The 2008 Shigaku Zasshi Historiography Review: Korean Ancient History

Hashimoto Shigeru


An exhibition in 2007 of a reliquary holding a relic of the Buddha excavated at the Wanghŭngsa temple site was held at the Puyŏ Museum.  Together with mokkan wooden strips uncovered at Sangbuk-ni, Puyŏ, these were new discoveries in Paekche history.  The importance of these new sources for the study of ancient history, a field for which written documents are few, goes without saying.  However, at the same time, what history those findings depict must be asked.

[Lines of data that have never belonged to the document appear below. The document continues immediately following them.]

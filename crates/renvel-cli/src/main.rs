//! Renvel CLI
//!
//! Command-line tool for building reinforcement envelopes over directories of
//! SQLite stores, plus the small maintenance utilities that grew around that
//! workflow (table dumps, DEF cleaning, marker insertion).

use clap::{Parser, Subcommand};
use renvel_core::{
    clean_def, dump_store, dump_table, import_directory, insert_after_marker, run_analysis,
    scan_directory, AnalyzerConfig, DumpOptions, ImportOptions, Store,
};
use renvel_core::config::{DEFAULT_CSV_OUTPUT, DEFAULT_DB_OUTPUT};
use std::fs;
use std::path::PathBuf;

#[derive(Parser)]
#[command(name = "renvel")]
#[command(about = "Reinforcement Envelope Toolkit", long_about = None)]
#[command(version)]
struct Cli {
    #[command(subcommand)]
    command: Commands,
}

#[derive(Subcommand)]
enum Commands {
    /// Build the reinforcement envelope over a directory of stores
    Analyze {
        /// Directory with input .db files
        #[arg(short, long)]
        root: PathBuf,

        /// Name of the element identifier column
        #[arg(long, default_value = "elemId")]
        element_id_column: String,

        /// Name of the set/combination column
        #[arg(long, default_value = "setN")]
        set_column: String,

        /// Prefix of the reinforcement columns to maximize
        #[arg(long, default_value = "As")]
        prefix: String,

        /// File name of the CSV output (created inside the root directory)
        #[arg(long, default_value = DEFAULT_CSV_OUTPUT)]
        csv_out: String,

        /// File name of the database output (created inside the root directory)
        #[arg(long, default_value = DEFAULT_DB_OUTPUT)]
        db_out: String,

        /// Write a JSON run summary to this path
        #[arg(long)]
        summary: Option<PathBuf>,
    },

    /// List store files and their tables
    Scan {
        /// Directory with .db files
        #[arg(short, long)]
        root: PathBuf,
    },

    /// Dump every table of a store to per-table CSV files
    Dump {
        /// Store file to dump
        #[arg(short, long)]
        file: PathBuf,

        /// Output directory for the CSV files
        #[arg(short, long)]
        out_dir: PathBuf,

        /// Field delimiter
        #[arg(long, default_value = ",")]
        delimiter: String,

        /// Collapse embedded line breaks in text values
        #[arg(long)]
        sanitize: bool,
    },

    /// Dump one named table of a store to a CSV file
    DumpTable {
        /// Store file to read
        #[arg(short, long)]
        file: PathBuf,

        /// Table to dump
        #[arg(short, long)]
        table: String,

        /// Output CSV path
        #[arg(short, long)]
        output: PathBuf,

        /// Field delimiter
        #[arg(long, default_value = ",")]
        delimiter: String,

        /// Collapse embedded line breaks in text values
        #[arg(long)]
        sanitize: bool,
    },

    /// Build SQLite databases from a directory of prefix-grouped CSV files
    CsvToDb {
        /// Directory with `<prefix>_<table>.csv` files
        #[arg(short, long)]
        dir: PathBuf,

        /// Field delimiter of the input files
        #[arg(long, default_value = ";")]
        delimiter: String,
    },

    /// Clean a dumpbin /exports listing into a linker-ready DEF file
    CleanDef {
        /// Raw listing produced by dumpbin
        #[arg(short, long)]
        input: PathBuf,

        /// Clean DEF file to write
        #[arg(short, long)]
        output: PathBuf,
    },

    /// Insert a text block after the last marker line in every file of a directory
    Insert {
        /// Directory whose files are updated
        #[arg(short, long)]
        dir: PathBuf,

        /// Marker text; the block goes after the last line containing it
        #[arg(short, long)]
        marker: String,

        /// Text block to insert
        #[arg(short, long, conflicts_with = "content_file")]
        content: Option<String>,

        /// Read the text block from a file instead
        #[arg(long)]
        content_file: Option<PathBuf>,
    },
}

fn main() {
    if let Err(e) = run() {
        eprintln!("Error: {}", e);
        std::process::exit(1);
    }
}

fn run() -> renvel_core::Result<()> {
    let cli = Cli::parse();

    match cli.command {
        Commands::Analyze {
            root,
            element_id_column,
            set_column,
            prefix,
            csv_out,
            db_out,
            summary,
        } => cmd_analyze(
            &root,
            element_id_column,
            set_column,
            prefix,
            csv_out,
            db_out,
            summary,
        ),
        Commands::Scan { root } => cmd_scan(&root),
        Commands::Dump {
            file,
            out_dir,
            delimiter,
            sanitize,
        } => cmd_dump(&file, &out_dir, &delimiter, sanitize),
        Commands::DumpTable {
            file,
            table,
            output,
            delimiter,
            sanitize,
        } => cmd_dump_table(&file, &table, &output, &delimiter, sanitize),
        Commands::CsvToDb { dir, delimiter } => cmd_csv_to_db(&dir, &delimiter),
        Commands::CleanDef { input, output } => cmd_clean_def(&input, &output),
        Commands::Insert {
            dir,
            marker,
            content,
            content_file,
        } => cmd_insert(&dir, &marker, content, content_file),
    }
}

fn cmd_analyze(
    root: &PathBuf,
    element_id_column: String,
    set_column: String,
    prefix: String,
    csv_out: String,
    db_out: String,
    summary_path: Option<PathBuf>,
) -> renvel_core::Result<()> {
    println!("--- Reinforcement Envelope Analyzer ---");

    let config = AnalyzerConfig {
        element_id_column,
        set_index_column: set_column,
        reinforcement_prefix: prefix,
        csv_output: csv_out,
        db_output: db_out,
    };

    let summary = run_analysis(root, &config)?;

    println!();
    println!("Analysis complete!");
    println!(
        "  {} store(s) scanned, {} table(s) aggregated, {} table(s) skipped",
        summary.stores_scanned(),
        summary.tables_aggregated(),
        summary.tables_skipped()
    );
    println!("  {} records written", summary.records_written);

    if let Some(path) = summary_path {
        summary.save(&path)?;
        println!("  run summary saved to {}", path.display());
    }

    Ok(())
}

fn cmd_scan(root: &PathBuf) -> renvel_core::Result<()> {
    let result = scan_directory(root, &[])?;

    println!("Scanned {}", result.root.display());
    println!("Found {} store file(s)", result.store_count());
    println!();

    for store_file in &result.stores {
        match Store::open(&store_file.path) {
            Ok(store) => {
                let tables = store.table_names()?;
                println!("{} ({} tables)", store_file.name, tables.len());
                for table in tables {
                    println!("  {}", table);
                }
            }
            Err(e) => println!("{} (unreadable: {})", store_file.name, e),
        }
    }

    Ok(())
}

fn cmd_dump(
    file: &PathBuf,
    out_dir: &PathBuf,
    delimiter: &str,
    sanitize: bool,
) -> renvel_core::Result<()> {
    let options = dump_options(delimiter, sanitize)?;
    let result = dump_store(file, out_dir, &options)?;

    println!(
        "Dumped {} table(s) to {}",
        result.files_written.len(),
        out_dir.display()
    );
    for path in &result.files_written {
        println!("  {}", path.display());
    }

    if !result.errors.is_empty() {
        println!("\nErrors ({}):", result.errors.len());
        for (table, err) in &result.errors {
            println!("  {}: {}", table, err);
        }
    }

    Ok(())
}

fn cmd_dump_table(
    file: &PathBuf,
    table: &str,
    output: &PathBuf,
    delimiter: &str,
    sanitize: bool,
) -> renvel_core::Result<()> {
    let options = dump_options(delimiter, sanitize)?;
    let rows = dump_table(file, table, output, &options)?;
    println!("Dumped {} row(s) of '{}' to {}", rows, table, output.display());
    Ok(())
}

fn cmd_csv_to_db(dir: &PathBuf, delimiter: &str) -> renvel_core::Result<()> {
    println!("--- CSV to DB Converter ---");

    let options = ImportOptions {
        delimiter: dump_options(delimiter, false)?.delimiter,
    };
    let result = import_directory(dir, &options)?;

    if result.databases_created.is_empty() {
        println!("No suitable .csv files found to process.");
        return Ok(());
    }

    println!();
    println!("Conversion complete!");
    println!(
        "  {} database(s) created, {} table(s), {} row(s) skipped",
        result.databases_created.len(),
        result.tables_created,
        result.skipped_rows
    );

    if !result.errors.is_empty() {
        println!("\nErrors ({}):", result.errors.len());
        for (path, err) in &result.errors {
            println!("  {}: {}", path.display(), err);
        }
    }

    Ok(())
}

fn cmd_clean_def(input: &PathBuf, output: &PathBuf) -> renvel_core::Result<()> {
    let count = clean_def(input, output)?;
    println!("Found {} export name(s). Clean file: {}", count, output.display());
    Ok(())
}

fn cmd_insert(
    dir: &PathBuf,
    marker: &str,
    content: Option<String>,
    content_file: Option<PathBuf>,
) -> renvel_core::Result<()> {
    let block = match (content, content_file) {
        (Some(text), _) => text,
        (None, Some(path)) => fs::read_to_string(&path).map_err(|e| {
            renvel_core::Error::FileRead { path, source: e }
        })?,
        (None, None) => {
            eprintln!("Either --content or --content-file is required");
            std::process::exit(2);
        }
    };

    let result = insert_after_marker(dir, marker, &block)?;

    println!(
        "{} file(s) updated, {} file(s) without the marker",
        result.modified.len(),
        result.skipped.len()
    );
    for path in &result.skipped {
        println!("  skipped: {}", path.display());
    }

    if !result.errors.is_empty() {
        println!("\nErrors ({}):", result.errors.len());
        for (path, err) in &result.errors {
            println!("  {}: {}", path.display(), err);
        }
    }

    Ok(())
}

fn dump_options(delimiter: &str, sanitize: bool) -> renvel_core::Result<DumpOptions> {
    let bytes = delimiter.as_bytes();
    if bytes.len() != 1 {
        eprintln!("Delimiter must be a single ASCII character");
        std::process::exit(2);
    }
    Ok(DumpOptions {
        delimiter: bytes[0],
        sanitize,
    })
}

That the frame of current historiography is built upon the premise of the modern nation-state has been noted frequently in these historiography reviews.  As can be seen too in the debate between the People’s Republic of China and the Republic of Korea over Koguryŏ and Parhae, overcoming the single-country view of history remains an important issue.  Furuhata Tōru writes that in order for the national territory and the populace to be treated as a single entity, in the case of the genealogies of Koguryŏ and other countries in which transmission did not follow only one line, claimants to that history seek exclusive possession.  Confrontation then results.  He notes that it is important to consider the standpoint(s) of the other successor(s) to the history and to develop a common way of thinking which considers the multiple origins of the history. (1)

As an effort toward a new historical image, Yi Sŏngsi advocates border studies.  He considers Koguryŏ, which was in a border area, as having fulfilled the role of transmitting Chinese civilization to various peoples in East Asia. (2)  Also, Suzuki Yasutami focuses on cultures and people, such as border faiths, the horizontal chamber tombs in the Yŏngsan River region, and other features of societies that crossed borders. (3)  Hashimoto Shigeru discusses the difficulties and possibilities of moving toward common understandings based upon international joint fieldwork. (4)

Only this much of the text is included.